First off, if you are new to Linux, read up on iptables. There are some
massive configurations out there, but if you keep things simple, you can
pretty much lock down any server with just a handful of lines.

For postfix I would point you toward Jeffrey Poslun's Postfix guides:
http://www.posluns.com/guides/

I also found this to be a good SpamAssassin/Postfix starter:
http://www.akadia.com/services/postfix_spamassassin.html

I am going a little in your reverse direction. Recently I had a project
involving implementing Exchange (after many Linux projects). A key
difference between Windows and *nix environment is the autonomy of each
service. Windows tends to bundle things together into one massive
"wizard" where Linux gives you a lot of granularity.
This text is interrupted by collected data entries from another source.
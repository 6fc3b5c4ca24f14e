//! Wiring & DI. Entry point: bootstrap identity and the callable client,
//! then render the feed or one article as plain text.
//!
//! Usage: `armor-news` lists published articles; `armor-news <article-id>`
//! opens one with its comments.

use anyhow::Context;
use armor_news::adapters::callable::{CallableExecutor, CallableNewsClient};
use armor_news::adapters::identity::{AuthSession, SecureTokenIssuer, StaticTokenIssuer};
use armor_news::domain::{ArticleSummary, BodySource, Identity, format_count};
use armor_news::ports::{IdentityPort, NewsPort, TokenIssuer};
use armor_news::shared::AppConfig;
use armor_news::usecases::{ArticleService, ArticleView};
use dotenv::dotenv;
use std::path::PathBuf;
use std::sync::Arc;
use tracing::info;
use tracing_subscriber::{EnvFilter, layer::SubscriberExt, util::SubscriberInitExt};

#[tokio::main]
async fn main() -> anyhow::Result<()> {
    let cwd = std::env::current_dir().unwrap_or_else(|_| PathBuf::from("."));
    let env_loaded = dotenv();
    tracing_subscriber::registry()
        .with(EnvFilter::try_from_default_env().unwrap_or_else(|_| "info".into()))
        .with(tracing_subscriber::fmt::layer())
        .init();

    match &env_loaded {
        Ok(path) => info!(path = %path.display(), "loaded .env"),
        Err(_) => info!(cwd = %cwd.display(), "no .env found (check CWD)"),
    }

    let cfg = AppConfig::load().context("failed to load configuration")?;
    let session = Arc::new(build_session(&cfg));
    let _listener = session.subscribe(|identity| match identity {
        Some(identity) => info!(
            uid = %identity.uid,
            name = identity.display_name_or_default(),
            "posting as signed-in user"
        ),
        None => info!("not signed in; likes, flags and comments are unavailable"),
    });

    let identity: Arc<dyn IdentityPort> = session.clone();
    let executor = CallableExecutor::new(
        cfg.base_url_or_default(),
        Arc::clone(&identity),
        cfg.request_timeout_or_default(),
    )?;
    let news: Arc<dyn NewsPort> = Arc::new(
        CallableNewsClient::new(executor).with_comments_limit(cfg.comments_limit_or_default()),
    );
    let service = ArticleService::new(news, identity);

    match std::env::args().nth(1) {
        Some(article_id) => {
            let view = service.open_by_id(&article_id).await?;
            print_article(&view);
        }
        None => {
            let articles = service.list().await?;
            print_feed(&articles);
        }
    }

    session.teardown();
    Ok(())
}

fn build_session(cfg: &AppConfig) -> AuthSession {
    let issuer: Arc<dyn TokenIssuer> = if cfg.has_refresh_credentials() {
        Arc::new(SecureTokenIssuer::new(
            cfg.secure_token_url_or_default(),
            cfg.api_key.clone().unwrap_or_default(),
            cfg.refresh_token.clone().unwrap_or_default(),
        ))
    } else {
        Arc::new(StaticTokenIssuer::new(
            cfg.id_token.clone().unwrap_or_default(),
        ))
    };

    match cfg.uid.as_ref() {
        Some(uid) if cfg.has_refresh_credentials() || cfg.has_static_token() => {
            let identity = Identity {
                uid: uid.clone(),
                display_name: cfg.display_name.clone(),
                photo_url: None,
            };
            AuthSession::signed_in(identity, issuer)
        }
        _ => AuthSession::new(issuer),
    }
}

fn published_label(article: &ArticleSummary) -> String {
    article
        .published_at
        .filter(|ts| !ts.is_epoch())
        .and_then(|ts| ts.to_datetime())
        .map(|dt| format!("Published {}", dt.format("%b %e, %Y %H:%M")))
        .unwrap_or_default()
}

fn print_feed(articles: &[ArticleSummary]) {
    if articles.is_empty() {
        println!("No published news.");
        return;
    }
    for article in articles {
        println!("[{}] {}", article.id, article.title);
        if let Some(summary) = article.summary.as_deref().map(str::trim) {
            println!("    {}", summary);
        }
        println!(
            "    {}  likes {}  comments {}",
            published_label(article),
            format_count(article.likes_count),
            format_count(article.comments_count)
        );
        if let Some(url) = article.hero_image_url() {
            println!("    image {}", url);
        }
    }
}

fn print_article(view: &ArticleView) {
    println!("{}", view.detail.title);
    println!("{}", published_label(&view.summary));
    if let Some(url) = view.hero_image_url() {
        println!("image {}", url);
    }
    match view.detail.body() {
        Some((BodySource::Html, body)) => println!("\n{}\n", body),
        Some((BodySource::Legacy, body)) => println!("\n(legacy)\n{}\n", body),
        None => println!("\n(no content)\n"),
    }

    let state = &view.state;
    println!(
        "{} likes{}  {} comments",
        state.likes_count,
        if state.liked { " (liked)" } else { "" },
        state.comments_total()
    );
    for comment in &state.comments {
        let mut marks = Vec::new();
        if comment.is_liked() {
            marks.push("liked");
        }
        if comment.is_flagged() {
            marks.push("flagged");
        }
        println!(
            "- {} ({} likes{}{}): {}",
            comment.display_name,
            format_count(comment.likes_count),
            if marks.is_empty() { "" } else { ", " },
            marks.join(", "),
            comment.message
        );
    }
}
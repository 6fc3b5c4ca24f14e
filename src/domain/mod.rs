//! Core domain layer. No external I/O dependencies.
//!
//! Entities, the wire timestamp codec and the engagement merge rules live
//! here. Dependencies flow inward.

pub mod engagement;
pub mod entities;
pub mod errors;
pub mod timestamp;

pub use engagement::ArticleEngagement;
pub use entities::{
    AddedComment, ArticleDetail, ArticleSummary, BodySource, Comment, Engagement, FlagToggle,
    Identity, LikeToggle, MediaAsset, format_count,
};
pub use errors::DomainError;
pub use timestamp::Timestamp;
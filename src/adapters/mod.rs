//! Infrastructure adapters. Implement outbound ports.
//!
//! Callable HTTP functions and identity sessions. Map errors to DomainError.

pub mod callable;
pub mod identity;
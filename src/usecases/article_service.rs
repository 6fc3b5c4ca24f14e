//! Article view: load detail, comments and engagement, then merge toggle
//! results into the caller-held state.
//!
//! - Detail, comments and engagement are fetched concurrently and may finish
//!   in any order
//! - Engagement is only requested for a signed-in caller
//! - Comments/engagement failures leave the view usable; detail failure is
//!   returned

use crate::domain::{ArticleDetail, ArticleEngagement, ArticleSummary, DomainError};
use crate::ports::{IdentityPort, NewsPort};
use std::sync::Arc;
use tracing::{info, warn};
use url::Url;

/// Everything a detail screen renders for one article.
#[derive(Debug, Clone)]
pub struct ArticleView {
    pub summary: ArticleSummary,
    pub detail: ArticleDetail,
    pub state: ArticleEngagement,
}

impl ArticleView {
    /// Detail cover when it resolves, else the summary hero image.
    pub fn hero_image_url(&self) -> Option<Url> {
        self.detail
            .cover_image_url()
            .or_else(|| self.summary.hero_image_url())
    }
}

pub struct ArticleService {
    news: Arc<dyn NewsPort>,
    identity: Arc<dyn IdentityPort>,
}

impl ArticleService {
    pub fn new(news: Arc<dyn NewsPort>, identity: Arc<dyn IdentityPort>) -> Self {
        Self { news, identity }
    }

    pub async fn list(&self) -> Result<Vec<ArticleSummary>, DomainError> {
        self.news.list_published().await
    }

    /// Open an article from its feed summary.
    pub async fn open(&self, summary: &ArticleSummary) -> Result<ArticleView, DomainError> {
        self.load(&summary.id, Some(summary)).await
    }

    /// Open by id alone. The summary and seed counts come from the detail.
    pub async fn open_by_id(&self, article_id: &str) -> Result<ArticleView, DomainError> {
        self.load(article_id, None).await
    }

    async fn load(
        &self,
        article_id: &str,
        summary: Option<&ArticleSummary>,
    ) -> Result<ArticleView, DomainError> {
        let signed_in = self.identity.current_identity().is_some();

        let engagement = async {
            if signed_in {
                Some(self.news.engagement(article_id).await)
            } else {
                None
            }
        };
        let (detail, comments, engagement) = tokio::join!(
            self.news.article_detail(article_id),
            self.news.comments(article_id),
            engagement
        );

        let detail = detail?;
        let summary = summary.cloned().unwrap_or_else(|| detail.to_summary());
        let mut state = ArticleEngagement::from_summary(&summary);
        state.apply_detail(&detail);

        match comments {
            Ok(comments) => state.apply_comments(comments),
            Err(e) => warn!(article_id, error = %e, "failed to load comments"),
        }
        match engagement {
            Some(Ok(engagement)) => state.apply_engagement(&engagement),
            Some(Err(e)) => warn!(article_id, error = %e, "failed to load engagement"),
            None => {}
        }

        info!(
            article_id,
            likes = state.likes_count,
            comments = state.comments_total(),
            "article opened"
        );

        Ok(ArticleView {
            summary,
            detail,
            state,
        })
    }

    pub async fn toggle_like(&self, state: &mut ArticleEngagement) -> Result<(), DomainError> {
        let toggle = self.news.toggle_like(&state.article_id).await?;
        state.apply_like_toggle(&toggle);
        Ok(())
    }

    pub async fn toggle_comment_like(
        &self,
        state: &mut ArticleEngagement,
        comment_id: &str,
    ) -> Result<(), DomainError> {
        let toggle = self
            .news
            .toggle_comment_like(&state.article_id, comment_id)
            .await?;
        if !state.apply_comment_like_toggle(comment_id, &toggle) {
            warn!(article_id = %state.article_id, comment_id, "liked comment no longer loaded");
        }
        Ok(())
    }

    pub async fn toggle_comment_flag(
        &self,
        state: &mut ArticleEngagement,
        comment_id: &str,
    ) -> Result<(), DomainError> {
        let toggle = self
            .news
            .toggle_comment_flag(&state.article_id, comment_id)
            .await?;
        if !state.apply_comment_flag_toggle(comment_id, &toggle) {
            warn!(article_id = %state.article_id, comment_id, "flagged comment no longer loaded");
        }
        Ok(())
    }

    pub async fn add_comment(
        &self,
        state: &mut ArticleEngagement,
        message: &str,
    ) -> Result<(), DomainError> {
        let added = self.news.add_comment(&state.article_id, message).await?;
        state.apply_added_comment(added);
        Ok(())
    }
}
//! Outbound ports. Application calls into infrastructure.
//!
//! Implemented by adapters.

use crate::domain::{
    AddedComment, ArticleDetail, ArticleSummary, Comment, DomainError, Engagement, FlagToggle,
    Identity, LikeToggle,
};

/// News backend. One method per callable function.
///
/// Read operations are public; mutations and engagement require a signed-in
/// identity and fail with `DomainError::AuthenticationRequired` otherwise.
#[async_trait::async_trait]
pub trait NewsPort: Send + Sync {
    /// Fetch all published articles.
    async fn list_published(&self) -> Result<Vec<ArticleSummary>, DomainError>;

    async fn article_detail(&self, article_id: &str) -> Result<ArticleDetail, DomainError>;

    /// Fetch the most recent comments for an article (server caps the count).
    async fn comments(&self, article_id: &str) -> Result<Vec<Comment>, DomainError>;

    async fn toggle_like(&self, news_id: &str) -> Result<LikeToggle, DomainError>;

    async fn toggle_comment_like(
        &self,
        news_id: &str,
        comment_id: &str,
    ) -> Result<LikeToggle, DomainError>;

    async fn toggle_comment_flag(
        &self,
        news_id: &str,
        comment_id: &str,
    ) -> Result<FlagToggle, DomainError>;

    /// Post a comment. The message is trimmed; empty messages are rejected
    /// with `DomainError::InvalidRequest` before any I/O.
    async fn add_comment(
        &self,
        news_id: &str,
        message: &str,
    ) -> Result<AddedComment, DomainError>;

    /// The signed-in caller's relationship to an article.
    async fn engagement(&self, article_id: &str) -> Result<Engagement, DomainError>;
}

/// Identity provider. Read-only from the client's point of view.
#[async_trait::async_trait]
pub trait IdentityPort: Send + Sync {
    /// Currently signed-in identity, if any.
    fn current_identity(&self) -> Option<Identity>;

    /// Fresh bearer token for `identity`. Failures are returned as
    /// `DomainError::CredentialFetchFailed`.
    async fn fetch_id_token(&self, identity: &Identity) -> Result<String, DomainError>;
}

/// Issues ID tokens for a signed-in identity (static token, refresh-token
/// exchange, ...).
#[async_trait::async_trait]
pub trait TokenIssuer: Send + Sync {
    async fn issue_token(&self, identity: &Identity) -> Result<String, DomainError>;
}
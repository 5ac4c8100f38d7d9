#![allow(dead_code)]

use rmk_caps_led::{LedCommand, LedDevice, LedError};

// Init logger for tests
#[ctor::ctor]
pub fn init_log() {
    let _ = env_logger::builder()
        .filter_level(log::LevelFilter::Debug)
        .is_test(true)
        .try_init();
}

/// LED device which records every command it receives
pub struct FakeLed {
    pub ready: bool,
    pub fail_with: Option<LedError>,
    pub commands: Vec<(u8, LedCommand)>,
}

impl FakeLed {
    pub fn new() -> Self {
        Self {
            ready: true,
            fail_with: None,
            commands: Vec::new(),
        }
    }

    fn record(&mut self, index: u8, command: LedCommand) -> Result<(), LedError> {
        if let Some(e) = self.fail_with {
            return Err(e);
        }
        self.commands.push((index, command));
        Ok(())
    }
}

impl LedDevice for FakeLed {
    fn is_ready(&self) -> bool {
        self.ready
    }

    fn set_brightness(&mut self, index: u8, percent: u8) -> Result<(), LedError> {
        self.record(index, LedCommand::Brightness(percent))
    }

    fn on(&mut self, index: u8) -> Result<(), LedError> {
        self.record(index, LedCommand::On)
    }

    fn off(&mut self, index: u8) -> Result<(), LedError> {
        self.record(index, LedCommand::Off)
    }
}
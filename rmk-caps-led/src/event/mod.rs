//! Event system for the Caps Lock LED
//!
//! This module provides:
//! - The HID LED indicator state ([`LedIndicator`])
//! - Keyboard state events and their pubsub channel ([`KeyboardStateEvent`])
//! - A synchronous listener chain which lets an event bubble through all listeners ([`dispatch`])

use embassy_sync::blocking_mutex::raw::RawMutex;
use embassy_sync::pubsub::{ImmediatePublisher, Subscriber};

mod keyboard_state;
mod led_indicator;
mod listener;

pub use keyboard_state::{KeyboardStateEvent, publish_indicator_report};
pub use led_indicator::{LedIndicator, LedIndicatorType, ReportError};
pub use listener::{EventDisposition, Listener, dispatch};

/// Publishes events without waiting, the oldest message is dropped when the channel is full
pub trait EventPublisher<T> {
    fn publish(&self, message: T);
}

/// Waits for the next event
pub trait EventSubscriber<T> {
    async fn next_event(&mut self) -> T;
}

/// Events which have a publisher
pub trait PublishableEvent: Clone + Send {
    type Publisher: EventPublisher<Self>;

    fn publisher() -> Self::Publisher;
}

/// Events which can be subscribed
pub trait SubscribableEvent: Clone + Send {
    type Subscriber: EventSubscriber<Self>;

    fn subscriber() -> Self::Subscriber;
}

impl<M: RawMutex, T: Clone, const CAP: usize, const SUBS: usize, const PUBS: usize> EventPublisher<T>
    for ImmediatePublisher<'_, M, T, CAP, SUBS, PUBS>
{
    fn publish(&self, message: T) {
        self.publish_immediate(message);
    }
}

impl<M: RawMutex, T: Clone, const CAP: usize, const SUBS: usize, const PUBS: usize> EventSubscriber<T>
    for Subscriber<'_, M, T, CAP, SUBS, PUBS>
{
    async fn next_event(&mut self) -> T {
        // Lagged messages are skipped, only the messages themselves are returned
        self.next_message_pure().await
    }
}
By the same token, I would recommend your pentesting follow suit. In
your setup essentially you need to target each service (pop, imap, smtp,
http, ssh, https etc.). But then within each service you can break
things down further. What I try to do is build an outline, and you will
find that in Linux you end up several layers deep. Example for http:

1) HTTP
- a) Apache
- b) PHP
-- i) Postfixadmin
-- ii) PHPadmin

Underneath each of those headings might be a whole bunch of
vulnerabilities to test. In something like Windows rather than this
detail, you might end up with one line - "IIS."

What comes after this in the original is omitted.